4G LTE for stand-alone wireless IP cameras

Footprint, cost, and coverage are key criteria in selecting a cellular modem for mobile and nomadic video surveillance applications, from body worn cameras to conservation research. 4G LTE Cat 1 ticks all the boxes.

In several police forces around the world, body worn cameras have catapulted themselves from the objects of pilot studies to just another piece of police gear. Today, only six years after their introduction, around two million of them are in use, estimates Memoori in a report on the “physical security business.”1  And given the benefits they have brought – a reported 93 percent drop in complaints against police officers that wear them, and close a 60 percent fewer incidents requiring police forces to intervene forcefully – the growth in numbers is likely to persist well into the future, as other user groups seek to leverage their benefits.

Increasingly, body worn cameras are moving from offering on-device video storage to live-streaming footage to a server, where it can be viewed from headquarters or automatically analyzed using artificial intelligence. Some models already leverage sensors to increase the camera’s context awareness, for instance enabling it to automatically switch on and provide a live view from the officer’s perspective at the sound of a gunshot.

Whether they are used in policing, in security operations, in emergency rescue scenarios, or in elderly care homes, body worn cameras combine several requirements that are difficult to reconcile. In order to reliably stream high-definition video when it matters most, they need dependable cellular network coverage with robust hand-overs, even in fast-moving mobile situations when officers move from one network cell to the next.

Because they are portable and deployed for hours on end, they need to be small and power-efficient. And because police-forces and their equipment are largely financed using taxpayer money, affordable pricing of the hardware and the required video storage serves are also essential for their adoption.
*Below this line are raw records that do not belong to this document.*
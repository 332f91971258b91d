//! Data access layer for category taxonomies.
//!
//! [`CategoryManager`] is the seam choice loaders depend on;
//! [`CategoryRepository`] implements it over trees built from a
//! [`TaxonomyDocument`].

mod category;
mod taxonomy;

pub use category::{CategoryManager, CategoryRepository, SharedCategoryManager};
pub use taxonomy::{CategoryRecord, TaxonomyDocument};
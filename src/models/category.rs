//! Category model for hierarchical taxonomies.

use serde::{Deserialize, Deserializer, Serialize};

use super::Context;

/// Stable category identifier.
///
/// Accepts both strings and integers when deserialized, since taxonomies
/// exported from relational stores usually carry numeric ids.
#[derive(Debug, Clone, PartialEq, Eq, Hash, PartialOrd, Ord, Serialize)]
#[serde(transparent)]
pub struct CategoryId(String);

impl CategoryId {
    pub fn new(id: impl Into<String>) -> Self {
        Self(id.into())
    }

    pub fn as_str(&self) -> &str {
        &self.0
    }
}

impl std::fmt::Display for CategoryId {
    fn fmt(&self, f: &mut std::fmt::Formatter<'_>) -> std::fmt::Result {
        f.write_str(&self.0)
    }
}

impl From<&str> for CategoryId {
    fn from(id: &str) -> Self {
        Self::new(id)
    }
}

impl From<String> for CategoryId {
    fn from(id: String) -> Self {
        Self(id)
    }
}

impl From<u64> for CategoryId {
    fn from(id: u64) -> Self {
        Self(id.to_string())
    }
}

impl<'de> Deserialize<'de> for CategoryId {
    fn deserialize<D: Deserializer<'de>>(deserializer: D) -> Result<Self, D::Error> {
        #[derive(Deserialize)]
        #[serde(untagged)]
        enum Raw {
            Text(String),
            Signed(i64),
            Unsigned(u64),
        }

        Ok(match Raw::deserialize(deserializer)? {
            Raw::Text(s) => Self(s),
            Raw::Signed(n) => Self(n.to_string()),
            Raw::Unsigned(n) => Self(n.to_string()),
        })
    }
}

/// A node in a category tree.
///
/// `children` distinguishes "no collection" (`None`) from an empty one;
/// both are leaves as far as choice lists are concerned.
#[derive(Debug, Clone, PartialEq, Serialize, Deserialize)]
pub struct Category {
    /// Unique identifier.
    pub id: CategoryId,
    /// Category name.
    pub name: String,
    /// The context (taxonomy namespace) this category belongs to.
    pub context: Context,
    /// Optional description of what this category represents.
    #[serde(default, skip_serializing_if = "Option::is_none")]
    pub description: Option<String>,
    #[serde(default = "enabled_by_default")]
    pub enabled: bool,
    /// Sort key among siblings.
    #[serde(default)]
    pub position: i32,
    /// Ordered children.
    #[serde(default)]
    pub children: Option<Vec<Category>>,
}

fn enabled_by_default() -> bool {
    true
}

impl Category {
    /// Create an enabled category with an empty children collection.
    pub fn new(id: impl Into<CategoryId>, name: impl Into<String>, context: Context) -> Self {
        Self {
            id: id.into(),
            name: name.into(),
            context,
            description: None,
            enabled: true,
            position: 0,
            children: Some(Vec::new()),
        }
    }

    pub fn with_children(mut self, children: Vec<Category>) -> Self {
        self.children = Some(children);
        self
    }

    /// Drop the children collection entirely (`children()` yields `None`).
    pub fn without_children(mut self) -> Self {
        self.children = None;
        self
    }

    pub fn with_position(mut self, position: i32) -> Self {
        self.position = position;
        self
    }

    pub fn id(&self) -> &CategoryId {
        &self.id
    }

    pub fn name(&self) -> &str {
        &self.name
    }

    pub fn context(&self) -> &Context {
        &self.context
    }

    pub fn children(&self) -> Option<&[Category]> {
        self.children.as_deref()
    }

    /// Find a category by id in this subtree (self included), depth-first.
    pub fn find(&self, id: &CategoryId) -> Option<&Category> {
        if &self.id == id {
            return Some(self);
        }
        self.children()
            .unwrap_or_default()
            .iter()
            .find_map(|child| child.find(id))
    }

    /// Number of categories in this subtree, self included.
    pub fn subtree_len(&self) -> usize {
        1 + self
            .children()
            .unwrap_or_default()
            .iter()
            .map(Category::subtree_len)
            .sum::<usize>()
    }
}

impl std::fmt::Display for Category {
    fn fmt(&self, f: &mut std::fmt::Formatter<'_>) -> std::fmt::Result {
        if self.name.is_empty() {
            f.write_str("n/a")
        } else {
            f.write_str(&self.name)
        }
    }
}

#[cfg(test)]
mod tests {
    use super::*;

    fn ctx() -> Context {
        Context::new("default")
    }

    #[test]
    fn test_category_id_accepts_numbers() {
        let id: CategoryId = serde_json::from_str("42").unwrap();
        assert_eq!(id.as_str(), "42");

        let id: CategoryId = serde_json::from_str("\"news\"").unwrap();
        assert_eq!(id, CategoryId::from("news"));
    }

    #[test]
    fn test_display_falls_back_for_empty_name() {
        assert_eq!(Category::new("1", "Sports", ctx()).to_string(), "Sports");
        assert_eq!(Category::new("2", "", ctx()).to_string(), "n/a");
    }

    #[test]
    fn test_children_none_vs_empty() {
        let leaf = Category::new("1", "Leaf", ctx());
        assert_eq!(leaf.children(), Some(&[][..]));

        let bare = leaf.without_children();
        assert!(bare.children().is_none());
    }

    #[test]
    fn test_find_and_subtree_len() {
        let tree = Category::new("a", "A", ctx()).with_children(vec![
            Category::new("b", "B", ctx())
                .with_children(vec![Category::new("d", "D", ctx()).without_children()]),
            Category::new("c", "C", ctx()),
        ]);

        assert_eq!(tree.subtree_len(), 4);
        assert_eq!(tree.find(&"d".into()).map(Category::name), Some("D"));
        assert!(tree.find(&"z".into()).is_none());
    }

    #[test]
    fn test_deserialize_minimal_category() {
        let cat: Category =
            serde_json::from_str(r#"{"id": 7, "name": "News", "context": "default"}"#).unwrap();
        assert_eq!(cat.id.as_str(), "7");
        assert_eq!(cat.context, ctx());
        assert!(cat.enabled);
        assert!(cat.children().is_none());
    }

    #[test]
    fn test_deserialize_rejects_incomplete_category() {
        let result: Result<Category, _> = serde_json::from_str(r#"{"id": 7}"#);
        assert!(result.is_err());
    }
}
//! category-selector - hierarchical category choice lists
//!
//! Flattens category trees into ordered, indented choice lists for form
//! widgets, built lazily and cached per loader.

pub mod cli;
pub mod config;
pub mod context;
pub mod di;
pub mod error;
pub mod models;
pub mod repositories;
pub mod services;

// Re-export FromRef at crate root for di-macros generated code
pub use di::FromRef;

#[cfg(test)]
mod test_support;
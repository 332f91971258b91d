//! `#[derive(Context)]`.

use proc_macro::TokenStream;
use quote::quote;
use syn::{parse_macro_input, DeriveInput};

use crate::from_context::named_fields;

pub fn derive_context_impl(input: TokenStream) -> TokenStream {
    let input = parse_macro_input!(input as DeriveInput);
    let name = &input.ident;
    let (impl_generics, ty_generics, where_clause) = input.generics.split_for_impl();

    let fields = match named_fields(&input, "Context") {
        Ok(fields) => fields,
        Err(err) => return err.to_compile_error().into(),
    };

    let impls = fields.iter().filter_map(|field| {
        let field_name = field.ident.as_ref()?;
        let field_type = &field.ty;

        Some(quote! {
            impl #impl_generics crate::FromRef<#name #ty_generics> for #field_type #where_clause {
                fn from_ref(ctx: &#name #ty_generics) -> Self {
                    ::std::clone::Clone::clone(&ctx.#field_name)
                }
            }
        })
    });

    TokenStream::from(quote! {
        #(#impls)*
    })
}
Of all the cellular technologies covered in the 4G LTE family, LTE Cat 1 stands out as a strong candidate for mobile and nomadic video surveillance applications that are expected to stream HD video. Consuming 20 percent less power than LTE Cat 4, and powered by a cellular communication module that is 30 percent smaller and cheaper,2  LTE Cat 1 also offers more uniform connectivity rates than LTE Cat 4, which depends more strongly on the proximity to cellular base stations, making it a perfect fit for stand-alone cameras used for deployable surveillance in nomadic conditions.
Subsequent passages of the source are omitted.